**YOUR TASK:** Look through the material below and copy every line containing the word "ChartPoint".

**AVAILABLE DATA:**
+ + + + + + +

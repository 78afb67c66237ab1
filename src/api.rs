use crate::aggregate::{
    self, KeyTotal, MonthPivot, ScatterPoint, TreemapRegion,
};
use crate::data_structures::{
    FilterState, SalesTable, SharedMarket, SharedStockDefaults, SharedTable, TableSource,
};
use crate::dataset;
use crate::filter;
use crate::market::{DailyBar, MarketError};
use axum::{
    body::Bytes,
    extract::{Json, Path, State},
    http::{StatusCode, header},
    response::{IntoResponse, Response},
};
use axum_extra::extract::Query;
use chrono::NaiveDate;
use serde::{Deserialize, Serialize};
use serde_json::{Map, Value};
use std::collections::BTreeSet;
use tracing::{debug, info, instrument, warn};

// --- Query parameters ---

/// Filter parameters shared by the dashboard, filter-options, and download
/// routes. The categorical keys repeat (`?region=East&region=West`), which is
/// why these routes use `axum_extra`'s Query.
#[derive(Debug, Default, Deserialize)]
pub struct SalesParams {
    pub start: Option<NaiveDate>,
    pub end: Option<NaiveDate>,
    #[serde(default)]
    pub region: Vec<String>,
    #[serde(default)]
    pub state: Vec<String>,
    #[serde(default)]
    pub city: Vec<String>,
}

impl SalesParams {
    fn into_filter_state(self) -> FilterState {
        FilterState {
            start: self.start,
            end: self.end,
            regions: self.region,
            states: self.state,
            cities: self.city,
        }
    }
}

#[derive(Debug, Default, Deserialize)]
pub struct StockParams {
    pub start: Option<NaiveDate>,
    pub end: Option<NaiveDate>,
}

// --- Response bodies ---

#[derive(Debug, Serialize)]
pub struct DashboardResponse {
    pub row_count: usize,
    pub total_sales: f64,
    pub sales_by_category: Vec<KeyTotal>,
    pub sales_by_region: Vec<KeyTotal>,
    pub sales_by_segment: Vec<KeyTotal>,
    pub sales_by_month: Vec<KeyTotal>,
    pub treemap: Vec<TreemapRegion>,
    pub month_pivot: MonthPivot,
    pub scatter: Vec<ScatterPoint>,
}

#[derive(Debug, Serialize)]
pub struct FilterOptionsResponse {
    pub min_date: Option<NaiveDate>,
    pub max_date: Option<NaiveDate>,
    pub regions: Vec<String>,
    pub states: Vec<String>,
    pub cities: Vec<String>,
}

#[derive(Debug, Serialize)]
pub struct ChartPoint {
    pub date: NaiveDate,
    pub value: f64,
}

#[derive(Debug, Serialize)]
pub struct StockDashboardResponse {
    pub symbol: String,
    pub start: NaiveDate,
    pub end: NaiveDate,
    pub tail: Vec<DailyBar>,
    pub close: Vec<ChartPoint>,
    pub volume: Vec<ChartPoint>,
    pub profile: Map<String, Value>,
}

#[derive(Debug, Serialize)]
pub struct UploadResponse {
    pub rows: usize,
    pub min_date: Option<NaiveDate>,
    pub max_date: Option<NaiveDate>,
}

fn dataset_not_loaded() -> Response {
    (
        StatusCode::UNPROCESSABLE_ENTITY,
        "No sales dataset is loaded; upload one or fix the configured fallback file",
    )
        .into_response()
}

// --- Sales explorer handlers ---

#[instrument(skip(table_state))]
pub async fn sales_dashboard_handler(
    State(table_state): State<SharedTable>,
    Query(params): Query<SalesParams>,
) -> Response {
    debug!("Received sales dashboard request");

    let table = table_state.lock().await;
    if table.is_empty() {
        warn!("Dashboard requested before a dataset was loaded");
        return dataset_not_loaded();
    }

    let filter_state = params.into_filter_state();
    let rows = filter::apply(&table, &filter_state);

    // Every aggregate is recomputed from the freshly filtered rows; nothing is
    // cached between requests.
    let response = DashboardResponse {
        row_count: rows.len(),
        total_sales: aggregate::total_sales(&rows),
        sales_by_category: aggregate::sales_by_category(&rows),
        sales_by_region: aggregate::sales_by_region(&rows),
        sales_by_segment: aggregate::sales_by_segment(&rows),
        sales_by_month: aggregate::sales_by_month(&rows),
        treemap: aggregate::treemap(&rows),
        month_pivot: aggregate::month_pivot(&rows),
        scatter: aggregate::scatter_points(&rows),
    };

    info!(
        row_count = response.row_count,
        total_sales = response.total_sales,
        "Returning sales dashboard"
    );
    (StatusCode::OK, Json(response)).into_response()
}

/// The multi-select options come from the date-filtered set only, so the
/// three selections never narrow each other's choices.
#[instrument(skip(table_state))]
pub async fn sales_filters_handler(
    State(table_state): State<SharedTable>,
    Query(params): Query<SalesParams>,
) -> Response {
    debug!("Received filter options request");

    let table = table_state.lock().await;
    if table.is_empty() {
        return dataset_not_loaded();
    }

    let date_only = FilterState {
        start: params.start,
        end: params.end,
        ..Default::default()
    };
    let rows = filter::apply(&table, &date_only);

    let response = FilterOptionsResponse {
        min_date: table.min_date,
        max_date: table.max_date,
        regions: distinct_values(&rows, |r| &r.region),
        states: distinct_values(&rows, |r| &r.state),
        cities: distinct_values(&rows, |r| &r.city),
    };

    info!(
        regions = response.regions.len(),
        states = response.states.len(),
        cities = response.cities.len(),
        "Returning filter options"
    );
    (StatusCode::OK, Json(response)).into_response()
}

#[instrument(skip(table_state))]
pub async fn sales_download_handler(
    State(table_state): State<SharedTable>,
    Query(params): Query<SalesParams>,
) -> Response {
    debug!("Received filtered CSV download request");

    let table = table_state.lock().await;
    if table.is_empty() {
        return dataset_not_loaded();
    }

    let filter_state = params.into_filter_state();
    let rows = filter::apply(&table, &filter_state);

    match encode_csv(&table, &rows) {
        Ok(csv_bytes) => {
            info!(row_count = rows.len(), bytes = csv_bytes.len(), "Returning filtered CSV");
            (
                StatusCode::OK,
                [
                    (header::CONTENT_TYPE, "text/csv; charset=utf-8".to_string()),
                    (
                        header::CONTENT_DISPOSITION,
                        "attachment; filename=\"Filtered_Superstore.csv\"".to_string(),
                    ),
                ],
                csv_bytes,
            )
                .into_response()
        }
        Err(e) => {
            warn!(error = %e, "Failed to encode filtered CSV");
            (StatusCode::INTERNAL_SERVER_ERROR, "Failed to encode CSV").into_response()
        }
    }
}

fn distinct_values<F>(rows: &[&crate::data_structures::OrderRow], field: F) -> Vec<String>
where
    F: Fn(&crate::data_structures::OrderRow) -> &str,
{
    rows.iter()
        .map(|r| field(r).to_string())
        .collect::<BTreeSet<_>>()
        .into_iter()
        .collect()
}

fn encode_csv(
    table: &SalesTable,
    rows: &[&crate::data_structures::OrderRow],
) -> Result<Vec<u8>, csv::Error> {
    let mut buf = Vec::new();
    {
        let mut writer = csv::Writer::from_writer(&mut buf);
        writer.write_record(&table.headers)?;
        for row in rows {
            writer.write_record(&row.raw)?;
        }
        writer.flush()?;
    }
    Ok(buf)
}

#[instrument(skip(table_state, body))]
pub async fn sales_upload_handler(
    State(table_state): State<SharedTable>,
    body: Bytes,
) -> Response {
    debug!(bytes = body.len(), "Received dataset upload");

    match dataset::load_from_bytes(&body) {
        Ok(mut new_table) => {
            new_table.source = TableSource::Upload;
            let response = UploadResponse {
                rows: new_table.rows.len(),
                min_date: new_table.min_date,
                max_date: new_table.max_date,
            };
            let mut table = table_state.lock().await;
            *table = new_table;
            info!(rows = response.rows, "Replaced sales dataset from upload");
            (StatusCode::OK, Json(response)).into_response()
        }
        Err(e) => {
            // The previous table stays in place on a bad upload
            warn!(error = %e, "Rejected dataset upload");
            (StatusCode::UNPROCESSABLE_ENTITY, e.to_string()).into_response()
        }
    }
}

// --- Stock viewer handlers ---

#[instrument(skip(market_state, defaults))]
pub async fn stock_default_handler(
    State(market_state): State<SharedMarket>,
    State(defaults): State<SharedStockDefaults>,
    Query(params): Query<StockParams>,
) -> Response {
    let symbol = defaults.symbol.clone();
    stock_dashboard(market_state, defaults, symbol, params).await
}

#[instrument(skip(market_state, defaults))]
pub async fn stock_dashboard_handler(
    State(market_state): State<SharedMarket>,
    State(defaults): State<SharedStockDefaults>,
    Path(symbol): Path<String>,
    Query(params): Query<StockParams>,
) -> Response {
    stock_dashboard(market_state, defaults, symbol, params).await
}

async fn stock_dashboard(
    market_state: SharedMarket,
    defaults: SharedStockDefaults,
    symbol: String,
    params: StockParams,
) -> Response {
    let start = params.start.unwrap_or(defaults.start);
    let end = params.end.unwrap_or(defaults.end);

    if start > end {
        return (StatusCode::BAD_REQUEST, "start date is after end date").into_response();
    }

    debug!(%symbol, %start, %end, "Fetching stock history and profile");

    let mut market = market_state.lock().await;
    let bars = match market.history(&symbol, start, end).await {
        Ok(bars) => bars,
        Err(e) => return market_error_response(&symbol, e),
    };
    let profile = match market.profile(&symbol).await {
        Ok(profile) => profile,
        Err(e) => return market_error_response(&symbol, e),
    };
    drop(market);

    let tail_start = bars.len().saturating_sub(10);
    let response = StockDashboardResponse {
        symbol: symbol.to_uppercase(),
        start,
        end,
        tail: bars[tail_start..].to_vec(),
        close: bars
            .iter()
            .map(|b| ChartPoint { date: b.date, value: b.close })
            .collect(),
        volume: bars
            .iter()
            .map(|b| ChartPoint { date: b.date, value: b.volume as f64 })
            .collect(),
        profile,
    };

    info!(
        symbol = %response.symbol,
        bars = response.close.len(),
        "Returning stock dashboard"
    );
    (StatusCode::OK, Json(response)).into_response()
}

fn market_error_response(symbol: &str, error: MarketError) -> Response {
    match error {
        MarketError::NoData => {
            warn!(%symbol, "Provider returned no data");
            (
                StatusCode::NOT_FOUND,
                format!("No data for symbol '{symbol}'"),
            )
                .into_response()
        }
        MarketError::InvalidSymbol(rejected) => {
            warn!(%symbol, "Rejected malformed symbol");
            (
                StatusCode::BAD_REQUEST,
                format!("Unsupported symbol '{rejected}'"),
            )
                .into_response()
        }
        other => {
            warn!(%symbol, error = %other, "Provider request failed");
            (StatusCode::BAD_GATEWAY, other.to_string()).into_response()
        }
    }
}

+ + + + + + +

**TASK OUTPUT:**
pub struct ChartPoint {
    pub close: Vec<ChartPoint>,
    pub volume: Vec<ChartPoint>,
            .map(|b| ChartPoint { date: b.date, value: b.close })
            .map(|b| ChartPoint { date: b.date, value: b.volume as f64 })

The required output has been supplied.